What to do: From start to end of the material below, restate each line exactly.

*** Opening Task material ***

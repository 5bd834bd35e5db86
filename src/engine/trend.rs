// ==========================================
// 非洲关键矿产数据看板 - 趋势引擎
// ==========================================
// 职责: (国家, 矿种) 的年度产量序列
// 缺失年份保持缺位，不补零、不插值
// ==========================================

use crate::domain::{Snapshot, StatKey};
use serde::{Deserialize, Serialize};

// ==========================================
// TrendPoint - 趋势点
// ==========================================
#[derive(Debug, Clone, Copy, PartialEq, Serialize, Deserialize)]
pub struct TrendPoint {
    pub year: i32,
    pub quantity: f64,
}

// ==========================================
// TrendEngine - 趋势引擎
// ==========================================
pub struct TrendEngine {
    // 无状态引擎,不需要注入依赖
}

impl TrendEngine {
    pub fn new() -> Self {
        Self {}
    }

    /// (国家, 矿种) 的产量趋势
    ///
    /// # 返回
    /// 按年份升序的 (年份, 产量) 序列；无记录年份缺位。
    ///
    /// 复合键按 (国家, 矿种, 年份) 排序，
    /// 因此区间扫描天然有序，无需再排序。
    pub fn trend(&self, snapshot: &Snapshot, country: &str, mineral: &str) -> Vec<TrendPoint> {
        let start = StatKey::new(country, mineral, i32::MIN);
        let end = StatKey::new(country, mineral, i32::MAX);

        snapshot
            .production
            .range(start..=end)
            .map(|(key, stat)| TrendPoint {
                year: key.year,
                quantity: stat.quantity,
            })
            .collect()
    }
}

impl Default for TrendEngine {
    fn default() -> Self {
        Self::new()
    }
}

*** Closing Task material ***

Solved exercise:
repository 5bd834bd35e5db86
filename src/engine/trend.rs
// ==========================================
// 非洲关键矿产数据看板 - 趋势引擎
// ==========================================
// 职责: (国家, 矿种) 的年度产量序列
// 缺失年份保持缺位，不补零、不插值
// ==========================================

use crate::domain::{Snapshot, StatKey};
use serde::{Deserialize, Serialize};

// ==========================================
// TrendPoint - 趋势点
// ==========================================
#[derive(Debug, Clone, Copy, PartialEq, Serialize, Deserialize)]
pub struct TrendPoint {
    pub year: i32,
    pub quantity: f64,
}

// ==========================================
// TrendEngine - 趋势引擎
// ==========================================
pub struct TrendEngine {
    // 无状态引擎,不需要注入依赖
}

impl TrendEngine {
    pub fn new() -> Self {
        Self {}
    }

    /// (国家, 矿种) 的产量趋势
    ///
    /// # 返回
    /// 按年份升序的 (年份, 产量) 序列；无记录年份缺位。
    ///
    /// 复合键按 (国家, 矿种, 年份) 排序，
    /// 因此区间扫描天然有序，无需再排序。
    pub fn trend(&self, snapshot: &Snapshot, country: &str, mineral: &str) -> Vec<TrendPoint> {
        let start = StatKey::new(country, mineral, i32::MIN);
        let end = StatKey::new(country, mineral, i32::MAX);

        snapshot
            .production
            .range(start..=end)
            .map(|(key, stat)| TrendPoint {
                year: key.year,
                quantity: stat.quantity,
            })
            .collect()
    }
}

impl Default for TrendEngine {
    fn default() -> Self {
        Self::new()
    }
}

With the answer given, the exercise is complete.